С запада и юга Россию окружали недруги, стремившиеся удержать этого гиганта запертым на суше и отрезанным от остального мира. Швеция, тогдашняя владычица Балтики, стояла на страже морского пути в Европу. К западу лежала католическая Польша, старинный враг православной России. Лишь недавно царь Алексей отвоевал у Польши Смоленск, а ведь этот русский город-крепость стоял всего лишь в 150 милях от Москвы. К концу царствования Алексей отнял у поляков главное сокровище – Киев, мать городов русских, колыбель российского христианства. Киев и благодатные края к востоку и западу от Днепра были землями казаков. Эти православные поселенцы происходили от бродяг, разбойников и беглых крестьян, покинувших когда-то Московию из-за невыносимо тяжкой жизни. Здесь они сбивались в стихийные конные отряды, а со временем стали оседать на земле, основывать хутора, деревни и городки по всей северной Украине. Постепенно линия казачьих поселений продвигалась на юг, но все еще отстояла от берегов Черного моря на триста – четыреста миль[9].

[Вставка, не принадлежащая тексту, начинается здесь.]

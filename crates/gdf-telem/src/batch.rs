/// Multi-file conversion into one shared table.
///
/// Files are decoded and formatted independently, optionally on the rayon pool, then written in
/// input order under a single header row. A file that is missing, has the wrong extension or
/// fails to decode is skipped with a warning; it never aborts its siblings.
use std::{
    fs::OpenOptions,
    io::{self, BufWriter, Write},
    path::{Path, PathBuf},
};

use rayon::prelude::*;
use tracing::{debug, info, warn};

use crate::{
    document::GdfDocument,
    format::{FormatOptions, RowFormatter},
    utm::{TransverseMercator, UtmProjector},
    Error, GdfResult,
};

pub const DEFAULT_EXTENSION: &str = "gdf";

#[derive(Debug, Clone)]
pub struct BatchOptions {
    pub format: FormatOptions,
    /// Expected input extension, compared case-insensitively.
    pub extension: String,
    /// Decode files on the rayon pool.
    pub parallel: bool,
}

impl Default for BatchOptions {
    fn default() -> Self {
        Self {
            format: FormatOptions::default(),
            extension: DEFAULT_EXTENSION.to_string(),
            parallel: true,
        }
    }
}

/// Outcome of a batch run, in input order.
#[derive(Debug, Default)]
pub struct BatchReport {
    /// Converted files and their row counts.
    pub converted: Vec<(PathBuf, usize)>,
    pub skipped: Vec<(PathBuf, Error)>,
}

impl BatchReport {
    pub fn rows(&self) -> usize {
        self.converted.iter().map(|(_, n)| n).sum()
    }
}

/// Fails for missing files and for files without the expected extension.
pub fn check_input(path: &Path, extension: &str) -> GdfResult<()> {
    if !path.is_file() {
        return Err(Error::Io(io::Error::new(
            io::ErrorKind::NotFound,
            format!("{} does not exist", path.display()),
        )));
    }
    let matches = path
        .extension()
        .and_then(|e| e.to_str())
        .is_some_and(|e| e.eq_ignore_ascii_case(extension));
    if !matches {
        return Err(Error::UnsupportedFile(path.to_path_buf()));
    }
    Ok(())
}

pub struct Batch<P = TransverseMercator> {
    options: BatchOptions,
    formatter: RowFormatter<P>,
}

impl Batch<TransverseMercator> {
    pub fn new(options: BatchOptions) -> Self {
        let formatter = RowFormatter::new(options.format);
        Self { options, formatter }
    }
}

impl<P: UtmProjector + Sync> Batch<P> {
    pub fn with_projector(options: BatchOptions, projector: P) -> Self {
        let formatter = RowFormatter::with_projector(options.format, projector);
        Self { options, formatter }
    }

    fn render_file(&self, path: &Path) -> GdfResult<Vec<String>> {
        check_input(path, &self.options.extension)?;
        let doc = GdfDocument::from_file(path)?;
        Ok(self.formatter.document_rows(&doc))
    }

    /// Rows for every input, in input order regardless of completion order.
    pub fn render(&self, paths: &[PathBuf]) -> Vec<GdfResult<Vec<String>>> {
        if self.options.parallel {
            paths.par_iter().map(|p| self.render_file(p)).collect()
        } else {
            paths.iter().map(|p| self.render_file(p)).collect()
        }
    }

    /// Write the table for `paths` to `out`. The header row is written only when
    /// `write_header` is set.
    pub fn convert<W: Write>(
        &self,
        paths: &[PathBuf],
        out: &mut W,
        write_header: bool,
    ) -> GdfResult<BatchReport> {
        let results = self.render(paths);
        if write_header {
            writeln!(out, "{}", self.formatter.header_row())?;
        }

        let mut report = BatchReport::default();
        for (path, result) in paths.iter().zip(results) {
            match result {
                Ok(rows) => {
                    for row in &rows {
                        writeln!(out, "{row}")?;
                    }
                    debug!("{}: {} rows", path.display(), rows.len());
                    report.converted.push((path.clone(), rows.len()));
                }
                Err(e) => {
                    warn!("skipping {}: {}", path.display(), e);
                    report.skipped.push((path.clone(), e));
                }
            }
        }
        out.flush()?;
        info!(
            "converted {} file(s), {} row(s); skipped {}",
            report.converted.len(),
            report.rows(),
            report.skipped.len()
        );
        Ok(report)
    }

    /// Write the table to `output`. With `append`, rows are added to an existing file and the
    /// header is only written if the file was empty.
    pub fn convert_to_file(
        &self,
        paths: &[PathBuf],
        output: &Path,
        append: bool,
    ) -> GdfResult<BatchReport> {
        let has_content = append
            && std::fs::metadata(output)
                .map(|m| m.len() > 0)
                .unwrap_or(false);
        let file = OpenOptions::new()
            .create(true)
            .write(true)
            .append(append)
            .truncate(!append)
            .open(output)?;
        let mut out = BufWriter::new(file);
        self.convert(paths, &mut out, !has_content)
    }
}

Эта полоса, знаменитые черноземные степи южной Украины, не была заселена. Здесь росли такие высокие травы, что, когда по ним ехал всадник, видны были только его голова и плечи. Во времена Алексея в степях охотились и пасли стада крымские татары. Эти принявшие ислам потомки кочевников Золотой Орды были подданными Османского султана. Они жили в селениях, рассеянных по склонам и отрогам гористого Крымского полуострова, а каждой весной перегоняли коней и скот пастись до осени на степных травах. Нередко крымские татары, вооруженные луками, стрелами и кривыми саблями, отправлялись в набеги на север, грабить русские и украинские деревни. Случалось, что они брали штурмом деревянный частокол, защищавший какой-нибудь городок, и угоняли в рабство всех его жителей. Эти непрерывные набеги, вследствие которых тысячи русских пленников ежегодно попадали на османские невольничьи рынки, сидели занозой в сердце московских правителей. Но они были бессильны что-либо изменить. Более того, татары дважды – в 1382 и в 1571 годах – разоряли и жгли Москву.